Open Science for Educational Games
Open Science for Education Games
From the logging libraries that studios can integrate into their games, all the way to the final visualizations that allow design researchers to build new theories, we are thinking about modularity, scalability and performance.
Data without Insight isn't worth much.
We are excited about data science and analytics for learning. Games provide rich descriptions into how learners interact with complex systems. We are developing new methods to transform that raw "click steam" data into insights that can be used by researchers, designers, and educators. Open Game Data is the infrastructure that will support those discoveries.
Research Insights are only valuable if you can access them:
We share the raw data produced as part of an experiment.
Access to code that shows how we do statistical analysis on the data associated with each publication.
Access to game source code, assessment and interview instruments.
We encourage researchers to make their research outputs available (freely) to everyone.
Why Open Data?
Gone are the days of ad hoc, glued together analysis! Currently only large well funded groups can do this kind of research. It's time we worked together. Open data will support teams of various sizes and capacities. This project aims to expand who is able to participate.
We hope to accelerate the velocity of research and promote better science. You can't replicate a study if the data is closed. Open science makes research processes transparent.Get Involved
Who Are We?
We are a consortium of researchers from around the country hosted by WCER's Field Day Lab. We are funded through individual research projects as well through a NSF coordinating network grant and support from the Learning Agency.
David Gagnon is director of Field Day Lab, an award-winning interdisciplinary team at the Wisconsin Center for Education Research at UW–Madison. He's also a game designer and passionate advocate for using games to understand and transform how kids learn. David is the co-founder of the PLAY MAKE LEARN conference and the Games and Learning Summit. He serves as a PI on several research projects that explore the following topics in video games: educational data mining, co-design, mixed reality (VR, AR), and location-based games.
David created ARIS, an open-source game design platform that has supported the development of thousands of location-based AR projects and hundreds of educational papers. David's work supports other research, from the Open Game Data project, which shares our game data with educational researchers, to Field Day's teacher fellowship program, which serves as a site to study teachers' professional growth.

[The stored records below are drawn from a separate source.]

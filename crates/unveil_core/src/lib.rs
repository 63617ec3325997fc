//! UNVEIL Core Types
//!
//! Pure types for staged text reveal: the immutable line set, the revealed
//! snapshot, cursor and phase, timing, and configuration.
//! Nothing in this crate performs I/O or sleeps.

#![warn(missing_docs)]
#![warn(clippy::all)]

pub mod config;
pub mod cursor;
pub mod error;
pub mod lines;
pub mod state;
pub mod timing;

// Re-exports
pub use config::{CursorConfig, CursorPlacement, RevealConfig, TimingConfig};
pub use cursor::{Cursor, Phase, TerminalReason};
pub use error::{CoreError, CoreResult};
pub use lines::{Granularity, LineSet};
pub use state::RevealState;
pub use timing::{Timing, clamp_millis};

Erik Harpstead is a systems scientist in the Human-Computer Interaction Institute at Carnegie Mellon University (CMU), where he contributes to large research projects at the intersection of LE and game design. His work focuses on design and analysis of educational games as well as novel interactive machine learning techniques for modeling the human learning process in complex domains.
He oversaw development of RI software projects such as Apprentice Learner Architecture, which provides tools for simulating experiments of the human learning process, and Twitch Research Toolkit, which enables researchers to execute studies on the game streaming platform Twitch.tv while abiding by relevant research ethics regulations.
Over the past several years, he co-led the Computational Models of Learning track at the annual Simon Initiative LearnLab Summer School hosted at CMU, which introduces researchers, practitioners, and students to cutting-edge LE techniques with the goal of expanding the broader adoption of LE practices. Harpstead also teaches classes on design of educational games, covering the integration of pedagogical content and learning science research into complex game systems.
Magy Seif El-Nasr
Magy Seif El-Nasr is a professor at University of California–Santa Cruz with expertise in areas at the intersection of game design, artificial intelligence, human–computer interaction, and psychology.
She has worked on systems that model the human emotion process and that model human behaviors in mobile games as well as serious games. She developed several innovative technologies to enable designers to track and understand human behavior through game data science. This led to several papers, four best paper awards, and two books: Game Analytics: Maximizing the Value of Player Data (2013, Springer) and Game Data Science (2012, Oxford University Press). She investigates how users can use data of their play and others' play in learning games to enhance self-regulated learning and reflection.
Project Producer and Researcher
As a researcher and developer, Luke is drawn to the unique possibilities of games for learning. He is interested in designing data-driven tools that can help teachers and students alike gain more benefit from their use of games in the classroom. Luke's software engineering and data analysis work have allowed us to gain valuable insights into how our games are being used.
In addition to developing infrastructure for Open Game Data, Luke has worked with Field Day on several projects, including a real-time game data dashboard for Lakeland, visualizing player activity in VR within Waddle: A Penguin's Tale, clustering players by playstyle for Lakeland, and studying the effect of different scripts in Jo Wilder and the Capitol Case.
In his spare time, Luke is an amateur photographer and videographer. You can see some of his work on the Computer Science department's website.